**Work instructions**
Count the lines below that contain the word "elapsed", and give only that number.

**Supplied information**

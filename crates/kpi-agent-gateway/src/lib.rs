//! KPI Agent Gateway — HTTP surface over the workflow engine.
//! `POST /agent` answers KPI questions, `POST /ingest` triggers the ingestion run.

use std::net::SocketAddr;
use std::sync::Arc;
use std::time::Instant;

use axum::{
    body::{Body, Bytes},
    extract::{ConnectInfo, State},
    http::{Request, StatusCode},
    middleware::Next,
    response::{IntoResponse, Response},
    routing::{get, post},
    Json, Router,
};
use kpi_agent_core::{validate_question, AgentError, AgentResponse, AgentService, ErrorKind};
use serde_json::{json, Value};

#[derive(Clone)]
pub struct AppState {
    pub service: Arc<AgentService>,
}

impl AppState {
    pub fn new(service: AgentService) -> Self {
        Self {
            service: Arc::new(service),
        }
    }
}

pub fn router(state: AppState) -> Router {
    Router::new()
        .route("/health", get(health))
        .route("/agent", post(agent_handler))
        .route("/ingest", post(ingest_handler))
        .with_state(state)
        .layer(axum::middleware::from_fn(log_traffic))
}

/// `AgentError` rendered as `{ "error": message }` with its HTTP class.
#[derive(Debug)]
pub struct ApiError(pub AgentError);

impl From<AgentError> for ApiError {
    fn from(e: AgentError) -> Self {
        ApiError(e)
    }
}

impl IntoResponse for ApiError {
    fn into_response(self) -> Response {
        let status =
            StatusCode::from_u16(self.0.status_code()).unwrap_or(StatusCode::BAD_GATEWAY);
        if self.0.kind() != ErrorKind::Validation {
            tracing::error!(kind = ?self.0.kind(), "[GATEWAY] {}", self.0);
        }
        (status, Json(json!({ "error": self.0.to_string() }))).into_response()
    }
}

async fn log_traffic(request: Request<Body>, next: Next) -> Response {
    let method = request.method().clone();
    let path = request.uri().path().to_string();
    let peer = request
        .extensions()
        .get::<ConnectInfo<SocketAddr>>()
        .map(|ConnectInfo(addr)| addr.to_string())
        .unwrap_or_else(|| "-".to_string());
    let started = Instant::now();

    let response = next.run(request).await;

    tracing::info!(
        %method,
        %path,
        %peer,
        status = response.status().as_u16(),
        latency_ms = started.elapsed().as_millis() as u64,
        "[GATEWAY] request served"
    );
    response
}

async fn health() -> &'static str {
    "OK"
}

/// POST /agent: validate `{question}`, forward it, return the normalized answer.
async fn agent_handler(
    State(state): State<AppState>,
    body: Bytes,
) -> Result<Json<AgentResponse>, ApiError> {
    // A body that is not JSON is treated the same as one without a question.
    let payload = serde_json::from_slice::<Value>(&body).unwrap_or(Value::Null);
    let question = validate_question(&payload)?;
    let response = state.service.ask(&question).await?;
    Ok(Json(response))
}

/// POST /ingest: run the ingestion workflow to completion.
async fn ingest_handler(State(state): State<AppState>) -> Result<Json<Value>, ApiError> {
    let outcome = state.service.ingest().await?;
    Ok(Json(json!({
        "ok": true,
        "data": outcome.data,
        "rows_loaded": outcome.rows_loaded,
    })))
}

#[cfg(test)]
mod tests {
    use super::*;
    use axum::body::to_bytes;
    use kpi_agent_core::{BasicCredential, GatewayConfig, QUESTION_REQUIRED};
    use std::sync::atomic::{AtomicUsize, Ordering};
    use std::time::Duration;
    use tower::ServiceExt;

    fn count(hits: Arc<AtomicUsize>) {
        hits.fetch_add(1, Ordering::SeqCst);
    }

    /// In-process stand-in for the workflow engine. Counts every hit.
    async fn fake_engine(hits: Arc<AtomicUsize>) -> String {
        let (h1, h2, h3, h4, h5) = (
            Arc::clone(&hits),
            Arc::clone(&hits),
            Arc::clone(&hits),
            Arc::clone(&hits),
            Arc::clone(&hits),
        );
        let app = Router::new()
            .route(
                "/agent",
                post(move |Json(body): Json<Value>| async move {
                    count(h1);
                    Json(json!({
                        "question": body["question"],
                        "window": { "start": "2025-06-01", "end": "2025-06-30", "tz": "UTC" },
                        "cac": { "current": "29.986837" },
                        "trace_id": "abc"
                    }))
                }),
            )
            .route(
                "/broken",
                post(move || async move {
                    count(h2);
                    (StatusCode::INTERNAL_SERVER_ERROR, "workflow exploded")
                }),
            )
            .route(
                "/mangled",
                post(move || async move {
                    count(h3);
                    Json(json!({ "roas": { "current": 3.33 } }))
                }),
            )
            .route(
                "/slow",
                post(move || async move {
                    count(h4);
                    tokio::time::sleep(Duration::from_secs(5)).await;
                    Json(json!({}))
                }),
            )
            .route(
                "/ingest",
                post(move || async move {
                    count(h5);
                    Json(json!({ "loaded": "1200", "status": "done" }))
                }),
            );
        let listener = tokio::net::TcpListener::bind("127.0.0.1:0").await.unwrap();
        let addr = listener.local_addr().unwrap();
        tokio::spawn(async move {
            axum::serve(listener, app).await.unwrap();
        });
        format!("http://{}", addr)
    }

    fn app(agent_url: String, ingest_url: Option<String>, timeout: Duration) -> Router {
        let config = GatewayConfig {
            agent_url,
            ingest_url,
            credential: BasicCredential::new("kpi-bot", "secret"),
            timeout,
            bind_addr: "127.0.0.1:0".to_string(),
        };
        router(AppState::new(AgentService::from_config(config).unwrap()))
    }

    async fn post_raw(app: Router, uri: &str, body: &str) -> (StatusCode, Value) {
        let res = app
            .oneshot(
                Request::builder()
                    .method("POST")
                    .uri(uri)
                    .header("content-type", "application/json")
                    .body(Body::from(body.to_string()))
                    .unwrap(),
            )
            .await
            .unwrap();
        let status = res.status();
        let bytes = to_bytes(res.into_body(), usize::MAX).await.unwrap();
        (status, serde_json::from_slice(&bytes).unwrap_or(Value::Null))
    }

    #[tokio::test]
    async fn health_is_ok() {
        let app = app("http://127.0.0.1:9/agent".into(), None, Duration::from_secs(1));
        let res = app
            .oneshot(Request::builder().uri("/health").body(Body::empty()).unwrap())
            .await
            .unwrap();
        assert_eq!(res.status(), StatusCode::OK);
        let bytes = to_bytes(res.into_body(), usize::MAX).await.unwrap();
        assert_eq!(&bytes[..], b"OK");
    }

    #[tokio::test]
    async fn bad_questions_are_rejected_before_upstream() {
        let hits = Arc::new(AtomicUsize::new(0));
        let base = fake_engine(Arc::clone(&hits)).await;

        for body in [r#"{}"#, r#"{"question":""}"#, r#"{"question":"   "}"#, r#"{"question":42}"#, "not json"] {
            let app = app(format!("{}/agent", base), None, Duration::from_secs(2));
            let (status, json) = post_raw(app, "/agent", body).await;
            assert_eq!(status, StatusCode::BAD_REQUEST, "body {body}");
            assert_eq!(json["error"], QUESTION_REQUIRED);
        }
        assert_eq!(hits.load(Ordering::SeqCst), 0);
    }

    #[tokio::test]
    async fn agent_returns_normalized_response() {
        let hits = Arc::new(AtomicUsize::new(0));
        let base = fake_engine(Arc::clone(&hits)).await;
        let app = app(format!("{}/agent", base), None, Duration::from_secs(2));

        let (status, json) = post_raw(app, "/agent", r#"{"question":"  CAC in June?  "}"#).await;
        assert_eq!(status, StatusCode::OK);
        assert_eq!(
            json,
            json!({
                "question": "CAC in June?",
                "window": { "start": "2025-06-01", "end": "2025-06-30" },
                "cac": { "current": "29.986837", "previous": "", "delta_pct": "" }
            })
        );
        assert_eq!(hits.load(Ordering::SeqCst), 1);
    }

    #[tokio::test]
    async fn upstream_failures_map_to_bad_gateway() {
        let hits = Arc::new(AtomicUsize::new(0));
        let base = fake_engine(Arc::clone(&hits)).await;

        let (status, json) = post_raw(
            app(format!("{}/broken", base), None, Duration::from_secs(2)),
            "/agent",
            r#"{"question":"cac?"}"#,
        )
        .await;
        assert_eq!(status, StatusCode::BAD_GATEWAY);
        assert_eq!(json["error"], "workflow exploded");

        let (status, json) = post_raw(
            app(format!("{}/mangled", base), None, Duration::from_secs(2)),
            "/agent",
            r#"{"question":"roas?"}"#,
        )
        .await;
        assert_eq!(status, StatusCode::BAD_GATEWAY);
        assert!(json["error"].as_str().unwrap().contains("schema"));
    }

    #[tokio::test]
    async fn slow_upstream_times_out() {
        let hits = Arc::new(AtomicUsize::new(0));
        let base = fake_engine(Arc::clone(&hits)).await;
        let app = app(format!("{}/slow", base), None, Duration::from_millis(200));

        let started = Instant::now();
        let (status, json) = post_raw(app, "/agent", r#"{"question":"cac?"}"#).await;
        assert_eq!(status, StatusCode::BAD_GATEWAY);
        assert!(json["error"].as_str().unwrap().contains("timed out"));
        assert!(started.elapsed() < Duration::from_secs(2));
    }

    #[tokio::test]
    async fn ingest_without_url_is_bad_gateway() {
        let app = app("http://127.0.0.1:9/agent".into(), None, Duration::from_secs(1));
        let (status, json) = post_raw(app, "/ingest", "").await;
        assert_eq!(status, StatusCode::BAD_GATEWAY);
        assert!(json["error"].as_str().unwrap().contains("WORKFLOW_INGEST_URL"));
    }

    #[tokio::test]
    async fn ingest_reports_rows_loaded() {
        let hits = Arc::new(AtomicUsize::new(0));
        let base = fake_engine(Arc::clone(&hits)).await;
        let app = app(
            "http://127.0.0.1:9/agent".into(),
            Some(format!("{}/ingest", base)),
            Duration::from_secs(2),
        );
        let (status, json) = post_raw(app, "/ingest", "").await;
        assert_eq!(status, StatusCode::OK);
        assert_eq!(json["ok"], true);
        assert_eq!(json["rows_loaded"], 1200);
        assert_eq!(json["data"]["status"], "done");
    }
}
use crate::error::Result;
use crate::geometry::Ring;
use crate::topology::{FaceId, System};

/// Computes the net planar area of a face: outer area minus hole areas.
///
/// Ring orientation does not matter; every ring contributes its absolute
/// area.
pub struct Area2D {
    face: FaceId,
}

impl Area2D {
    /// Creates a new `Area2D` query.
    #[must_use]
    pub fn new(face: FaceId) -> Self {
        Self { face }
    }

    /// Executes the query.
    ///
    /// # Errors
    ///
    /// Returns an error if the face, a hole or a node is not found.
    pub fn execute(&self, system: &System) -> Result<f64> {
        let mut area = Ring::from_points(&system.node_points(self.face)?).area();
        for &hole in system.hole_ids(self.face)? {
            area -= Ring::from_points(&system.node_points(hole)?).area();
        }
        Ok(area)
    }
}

**Task answer**
2